- [About this exercise]
From first line to last, give the material again unchanged.

- [Available records]

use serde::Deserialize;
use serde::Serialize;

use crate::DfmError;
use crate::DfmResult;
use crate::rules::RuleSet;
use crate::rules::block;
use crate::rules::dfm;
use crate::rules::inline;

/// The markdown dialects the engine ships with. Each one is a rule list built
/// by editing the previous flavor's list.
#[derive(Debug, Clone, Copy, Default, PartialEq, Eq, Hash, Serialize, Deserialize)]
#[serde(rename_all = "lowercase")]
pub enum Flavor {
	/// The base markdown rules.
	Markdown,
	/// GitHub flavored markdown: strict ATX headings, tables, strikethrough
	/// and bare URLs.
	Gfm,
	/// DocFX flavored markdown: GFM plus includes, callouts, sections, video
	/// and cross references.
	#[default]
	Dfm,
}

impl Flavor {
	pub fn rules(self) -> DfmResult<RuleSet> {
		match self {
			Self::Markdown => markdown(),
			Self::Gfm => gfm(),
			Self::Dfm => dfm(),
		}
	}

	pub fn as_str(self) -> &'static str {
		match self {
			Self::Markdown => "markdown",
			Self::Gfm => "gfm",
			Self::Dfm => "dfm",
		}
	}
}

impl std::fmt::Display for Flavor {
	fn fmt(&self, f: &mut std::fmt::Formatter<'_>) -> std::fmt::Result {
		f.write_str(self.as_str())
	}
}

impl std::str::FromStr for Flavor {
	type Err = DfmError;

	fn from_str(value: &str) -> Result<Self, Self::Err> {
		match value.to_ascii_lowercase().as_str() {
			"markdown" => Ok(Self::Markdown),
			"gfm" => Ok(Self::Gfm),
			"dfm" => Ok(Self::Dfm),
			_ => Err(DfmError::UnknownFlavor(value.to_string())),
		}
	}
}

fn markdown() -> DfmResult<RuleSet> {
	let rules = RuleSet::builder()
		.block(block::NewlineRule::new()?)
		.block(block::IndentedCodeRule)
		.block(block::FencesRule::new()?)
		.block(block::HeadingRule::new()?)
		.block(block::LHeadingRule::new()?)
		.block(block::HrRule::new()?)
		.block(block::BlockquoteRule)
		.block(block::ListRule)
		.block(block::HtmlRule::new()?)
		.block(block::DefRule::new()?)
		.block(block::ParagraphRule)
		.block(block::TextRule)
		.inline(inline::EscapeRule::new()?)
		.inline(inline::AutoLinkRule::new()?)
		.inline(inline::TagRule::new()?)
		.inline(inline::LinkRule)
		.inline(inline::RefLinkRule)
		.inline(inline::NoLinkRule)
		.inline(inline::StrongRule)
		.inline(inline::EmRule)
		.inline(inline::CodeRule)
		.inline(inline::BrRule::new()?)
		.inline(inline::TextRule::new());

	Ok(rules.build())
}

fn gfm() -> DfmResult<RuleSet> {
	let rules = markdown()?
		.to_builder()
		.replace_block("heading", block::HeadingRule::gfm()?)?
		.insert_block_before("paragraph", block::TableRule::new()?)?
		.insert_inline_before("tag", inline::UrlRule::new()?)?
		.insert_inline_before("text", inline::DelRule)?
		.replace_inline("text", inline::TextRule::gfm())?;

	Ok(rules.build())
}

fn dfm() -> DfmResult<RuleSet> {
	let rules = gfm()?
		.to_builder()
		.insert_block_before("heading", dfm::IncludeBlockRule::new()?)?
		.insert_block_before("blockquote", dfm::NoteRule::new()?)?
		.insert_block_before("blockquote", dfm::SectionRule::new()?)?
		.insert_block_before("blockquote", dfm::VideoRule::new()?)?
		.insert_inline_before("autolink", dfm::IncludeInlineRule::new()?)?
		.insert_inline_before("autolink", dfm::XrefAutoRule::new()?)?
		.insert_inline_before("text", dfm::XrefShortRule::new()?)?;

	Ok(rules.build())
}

- [Solved exercise]
use serde::Deserialize;
use serde::Serialize;

use crate::DfmError;
use crate::DfmResult;
use crate::rules::RuleSet;
use crate::rules::block;
use crate::rules::dfm;
use crate::rules::inline;

/// The markdown dialects the engine ships with. Each one is a rule list built
/// by editing the previous flavor's list.
#[derive(Debug, Clone, Copy, Default, PartialEq, Eq, Hash, Serialize, Deserialize)]
#[serde(rename_all = "lowercase")]
pub enum Flavor {
	/// The base markdown rules.
	Markdown,
	/// GitHub flavored markdown: strict ATX headings, tables, strikethrough
	/// and bare URLs.
	Gfm,
	/// DocFX flavored markdown: GFM plus includes, callouts, sections, video
	/// and cross references.
	#[default]
	Dfm,
}

impl Flavor {
	pub fn rules(self) -> DfmResult<RuleSet> {
		match self {
			Self::Markdown => markdown(),
			Self::Gfm => gfm(),
			Self::Dfm => dfm(),
		}
	}

	pub fn as_str(self) -> &'static str {
		match self {
			Self::Markdown => "markdown",
			Self::Gfm => "gfm",
			Self::Dfm => "dfm",
		}
	}
}

impl std::fmt::Display for Flavor {
	fn fmt(&self, f: &mut std::fmt::Formatter<'_>) -> std::fmt::Result {
		f.write_str(self.as_str())
	}
}

impl std::str::FromStr for Flavor {
	type Err = DfmError;

	fn from_str(value: &str) -> Result<Self, Self::Err> {
		match value.to_ascii_lowercase().as_str() {
			"markdown" => Ok(Self::Markdown),
			"gfm" => Ok(Self::Gfm),
			"dfm" => Ok(Self::Dfm),
			_ => Err(DfmError::UnknownFlavor(value.to_string())),
		}
	}
}

fn markdown() -> DfmResult<RuleSet> {
	let rules = RuleSet::builder()
		.block(block::NewlineRule::new()?)
		.block(block::IndentedCodeRule)
		.block(block::FencesRule::new()?)
		.block(block::HeadingRule::new()?)
		.block(block::LHeadingRule::new()?)
		.block(block::HrRule::new()?)
		.block(block::BlockquoteRule)
		.block(block::ListRule)
		.block(block::HtmlRule::new()?)
		.block(block::DefRule::new()?)
		.block(block::ParagraphRule)
		.block(block::TextRule)
		.inline(inline::EscapeRule::new()?)
		.inline(inline::AutoLinkRule::new()?)
		.inline(inline::TagRule::new()?)
		.inline(inline::LinkRule)
		.inline(inline::RefLinkRule)
		.inline(inline::NoLinkRule)
		.inline(inline::StrongRule)
		.inline(inline::EmRule)
		.inline(inline::CodeRule)
		.inline(inline::BrRule::new()?)
		.inline(inline::TextRule::new());

	Ok(rules.build())
}

fn gfm() -> DfmResult<RuleSet> {
	let rules = markdown()?
		.to_builder()
		.replace_block("heading", block::HeadingRule::gfm()?)?
		.insert_block_before("paragraph", block::TableRule::new()?)?
		.insert_inline_before("tag", inline::UrlRule::new()?)?
		.insert_inline_before("text", inline::DelRule)?
		.replace_inline("text", inline::TextRule::gfm())?;

	Ok(rules.build())
}

fn dfm() -> DfmResult<RuleSet> {
	let rules = gfm()?
		.to_builder()
		.insert_block_before("heading", dfm::IncludeBlockRule::new()?)?
		.insert_block_before("blockquote", dfm::NoteRule::new()?)?
		.insert_block_before("blockquote", dfm::SectionRule::new()?)?
		.insert_block_before("blockquote", dfm::VideoRule::new()?)?
		.insert_inline_before("autolink", dfm::IncludeInlineRule::new()?)?
		.insert_inline_before("autolink", dfm::XrefAutoRule::new()?)?
		.insert_inline_before("text", dfm::XrefShortRule::new()?)?;

	Ok(rules.build())
}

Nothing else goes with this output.